Do animals have souls?

In my current book The Apostates (due out early November), the reformer John Calvin features. My character Will is very happy to be learning at the feet of the great man, his sister Bethia, a Catholic, less so and her sister in law, who is determined to return to the faith of her ancestors, Judaism, even less so.

I was curious to learn about Calvin, a Frenchman who had a big influence on the Scottish Reformation, even though he never visited Scotland.

John Calvin

In the very early 1500s Geneva had a name as the dirtiest city in Europe. Calvin closed the gambling houses and brothels, introduced education for all, including girls and generally cleaned up the city.

Inevitably this didn’t make him popular with everyone, especially if they’d previously enjoyed gambling or made their living from manufacturing playing cards. Some Genevans derided Calvin, claiming they were being taken over by a Frenchman, and making his life difficult in many ways including: misnaming him Cain; ringing handbells beneath his window at night; playing skittles outside the church while he was preaching; and naming their pets after him.
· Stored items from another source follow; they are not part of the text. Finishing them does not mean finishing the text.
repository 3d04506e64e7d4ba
//! Serialized-type (ST) binary codec
//!
//! A field is a 1-3 byte header naming its (type code, field code) pair,
//! followed by a payload whose shape depends on the type. Objects always
//! serialize their fields in ascending canonical order so that hashes and
//! signatures are deterministic.

mod field;
mod json;
mod object;
mod reader;
mod writer;

pub use field::FieldId;
pub use object::{Path, PathStep, StObject, StValue};
pub use reader::{decode_variable_length, StReader};
pub use writer::{encode_variable_length, StWriter, MAX_LENGTH_VALUE};
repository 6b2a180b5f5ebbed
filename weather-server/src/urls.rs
use axum::{Router, routing::get};

use crate::{AppState, views::weather::get_weather};

pub fn router(state: AppState) -> Router {
    Router::new().route("/", get(get_weather)).with_state(state)
}
use axum::{
    Json,
    http::StatusCode,
    response::{IntoResponse, Response},
};
use serde_json::json;
use tracing::error;
use weather_core::{ProviderError, ServiceError};

use crate::serializers::weather::ApiErrorBody;

/// HTTP rendering of a failed weather request.
#[derive(Debug)]
pub struct ApiError(pub ServiceError);

impl From<ServiceError> for ApiError {
    fn from(err: ServiceError) -> Self {
        Self(err)
    }
}

fn body(status: StatusCode, message: impl Into<String>) -> Response {
    (status, Json(ApiErrorBody { error: message.into() })).into_response()
}

impl IntoResponse for ApiError {
    fn into_response(self) -> Response {
        match self.0 {
            ServiceError::MissingLocation => (
                StatusCode::BAD_REQUEST,
                Json(json!({ "location": ["This query parameter is required."] })),
            )
                .into_response(),
            ServiceError::Invalid(errors) => (StatusCode::BAD_REQUEST, Json(errors)).into_response(),
            ServiceError::Provider(err @ ProviderError::Timeout(_)) => {
                body(StatusCode::GATEWAY_TIMEOUT, err.to_string())
            }
            ServiceError::Provider(err) => body(StatusCode::BAD_GATEWAY, err.to_string()),
            ServiceError::Store(err) => {
                error!(error = %err, "request failed while storing observation");
                body(StatusCode::INTERNAL_SERVER_ERROR, "internal server error")
            }
        }
    }
}

#[cfg(test)]
mod tests {
    use super::*;
    use std::time::Duration;
    use weather_core::{StoreError, ValidationErrors};

    #[test]
    fn status_codes_follow_failure_kind() {
        let status = |err: ServiceError| ApiError(err).into_response().status();

        assert_eq!(status(ServiceError::MissingLocation), StatusCode::BAD_REQUEST);
        assert_eq!(status(ServiceError::Invalid(ValidationErrors::default())), StatusCode::BAD_REQUEST);
        assert_eq!(
            status(ServiceError::Provider(ProviderError::Timeout(Duration::from_secs(1)))),
            StatusCode::GATEWAY_TIMEOUT
        );
        assert_eq!(
            status(ServiceError::Provider(ProviderError::Status {
                status: StatusCode::BAD_REQUEST,
                message: "No matching location found.".into(),
            })),
            StatusCode::BAD_GATEWAY
        );
        assert_eq!(
            status(ServiceError::Store(StoreError::Corrupt { id: 1, detail: "x".into() })),
            StatusCode::INTERNAL_SERVER_ERROR
        );
    }
}
//! Binary crate for the `weather-server` tool.
//!
//! This crate focuses on:
//! - Parsing CLI arguments
//! - Logging setup
//! - Interactive configuration
//! - Serving the HTTP endpoint

use clap::Parser;
use dotenvy::dotenv;
use tracing_subscriber::EnvFilter;

mod cli;

#[tokio::main]
async fn main() -> anyhow::Result<()> {
    dotenv().ok();

    let filter = EnvFilter::try_from_default_env().unwrap_or_else(|_| EnvFilter::new("info"));
    tracing_subscriber::fmt().with_env_filter(filter).compact().init();

    let cmd = cli::Cli::parse();
    cmd.run().await
}
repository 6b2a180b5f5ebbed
use axum::{
    Json,
    extract::{Query, State},
};
use weather_core::StoredObservation;

use crate::{AppState, error::ApiError, serializers::weather::WeatherQuery};

/// `GET /?location=...`: fetch, validate and store current conditions, then
/// return the stored record.
pub async fn get_weather(
    State(state): State<AppState>,
    Query(query): Query<WeatherQuery>,
) -> Result<Json<StoredObservation>, ApiError> {
    let stored = state.service.record_current(query.location.as_deref()).await?;
    Ok(Json(stored))
}
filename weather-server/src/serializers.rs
pub mod weather;
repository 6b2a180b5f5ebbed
use anyhow::{Context, Result, anyhow};
use directories::ProjectDirs;
use serde::{Deserialize, Serialize};
use std::{fs, path::{Path, PathBuf}, time::Duration};
use tracing::warn;

use crate::provider::weatherapi::DEFAULT_BASE_URL;

pub const DEFAULT_BIND: &str = "127.0.0.1:8000";
pub const DEFAULT_DATABASE_URL: &str = "sqlite://weather.db";
pub const DEFAULT_TIMEOUT_SECS: u64 = 10;

/// HTTP listener and storage settings.
#[derive(Debug, Clone, Serialize, Deserialize, PartialEq, Eq)]
#[serde(default)]
pub struct ServerConfig {
    pub bind: String,
    pub database_url: String,
}

impl Default for ServerConfig {
    fn default() -> Self {
        Self { bind: DEFAULT_BIND.to_string(), database_url: DEFAULT_DATABASE_URL.to_string() }
    }
}

/// WeatherAPI credentials and client settings.
#[derive(Debug, Clone, Serialize, Deserialize, PartialEq, Eq)]
#[serde(default)]
pub struct ProviderConfig {
    pub api_key: Option<String>,
    pub base_url: String,
    pub timeout_secs: u64,
}

impl Default for ProviderConfig {
    fn default() -> Self {
        Self {
            api_key: None,
            base_url: DEFAULT_BASE_URL.to_string(),
            timeout_secs: DEFAULT_TIMEOUT_SECS,
        }
    }
}

impl ProviderConfig {
    pub fn timeout(&self) -> Duration {
        Duration::from_secs(self.timeout_secs)
    }
}

/// Top-level configuration.
///
/// Example TOML:
/// [server]
/// bind = "127.0.0.1:8000"
/// database_url = "sqlite://weather.db"
///
/// [provider]
/// api_key = "..."
/// timeout_secs = 10
#[derive(Debug, Clone, Serialize, Deserialize, Default, PartialEq, Eq)]
#[serde(default)]
pub struct Config {
    pub server: ServerConfig,
    pub provider: ProviderConfig,
}

impl Config {
    /// Load config from disk (or defaults if there is no file yet), then apply
    /// environment overrides.
    pub fn load() -> Result<Self> {
        let path = Self::config_file_path()?;
        let mut cfg = Self::load_from(&path)?;
        cfg.apply_env();
        Ok(cfg)
    }

    /// Load config from a specific file, or return defaults if it doesn't exist.
    pub fn load_from(path: &Path) -> Result<Self> {
        if !path.exists() {
            return Ok(Self::default());
        }

        let contents = fs::read_to_string(path)
            .with_context(|| format!("Failed to read config file: {}", path.display()))?;

        let cfg: Config = toml::from_str(&contents)
            .with_context(|| format!("Failed to parse config file: {}", path.display()))?;

        Ok(cfg)
    }

    /// Save config to disk, creating parent directories as needed.
    pub fn save(&self) -> Result<()> {
        self.save_to(&Self::config_file_path()?)
    }

    pub fn save_to(&self, path: &Path) -> Result<()> {
        if let Some(parent) = path.parent() {
            fs::create_dir_all(parent).with_context(|| {
                format!("Failed to create config directory: {}", parent.display())
            })?;
        }

        let toml =
            toml::to_string_pretty(self).context("Failed to serialize configuration to TOML")?;

        fs::write(path, toml)
            .with_context(|| format!("Failed to write config file: {}", path.display()))?;

        Ok(())
    }

    /// Path to the config file: `$WEATHER_CONFIG`, else the platform config dir.
    pub fn config_file_path() -> Result<PathBuf> {
        if let Ok(path) = std::env::var("WEATHER_CONFIG") {
            return Ok(PathBuf::from(path));
        }

        let dirs = ProjectDirs::from("dev", "weather-task", "weather-server")
            .ok_or_else(|| anyhow!("Could not determine platform config directory"))?;

        Ok(dirs.config_dir().join("config.toml"))
    }

    pub fn apply_env(&mut self) {
        self.apply_env_from(|key| std::env::var(key).ok());
    }

    /// Override settings from environment-style variables returned by `lookup`.
    pub fn apply_env_from(&mut self, lookup: impl Fn(&str) -> Option<String>) {
        if let Some(key) = lookup("WEATHERAPI_KEY").filter(|k| !k.is_empty()) {
            self.provider.api_key = Some(key);
        }
        if let Some(url) = lookup("WEATHERAPI_BASE_URL") {
            self.provider.base_url = url;
        }
        if let Some(raw) = lookup("WEATHERAPI_TIMEOUT_SECS") {
            match raw.parse() {
                Ok(secs) => self.provider.timeout_secs = secs,
                Err(_) => warn!(value = %raw, "ignoring unparsable WEATHERAPI_TIMEOUT_SECS"),
            }
        }
        if let Some(bind) = lookup("WEATHER_BIND") {
            self.server.bind = bind;
        }
        if let Some(url) = lookup("DATABASE_URL") {
            self.server.database_url = url;
        }
    }

    /// Set the API key, keeping the rest of the provider settings.
    pub fn set_api_key(&mut self, api_key: String) {
        self.provider.api_key = Some(api_key);
    }

    pub fn is_provider_configured(&self) -> bool {
        self.provider.api_key.is_some()
    }
}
The mention of pets named Calvin or otherwise left me wondering. Did people keep pets in the 1500s? Of course I knew they kept working animals, and we see enough of them in portraits: the hounds, hawks, horses and so on. But what about lap dogs or cats (other than those used as mousers or for their soft pelts)?

Leonardo da Vinci’s Lady with an Ermine

And it seems they did, although small dogs were considered the province of women and clergy For a non-celibate man to keep a pet indicated a lack of manliness and Henri III of France’s strong attachment to his lap dogs was derided as a sign of weakness unsuitable in a king.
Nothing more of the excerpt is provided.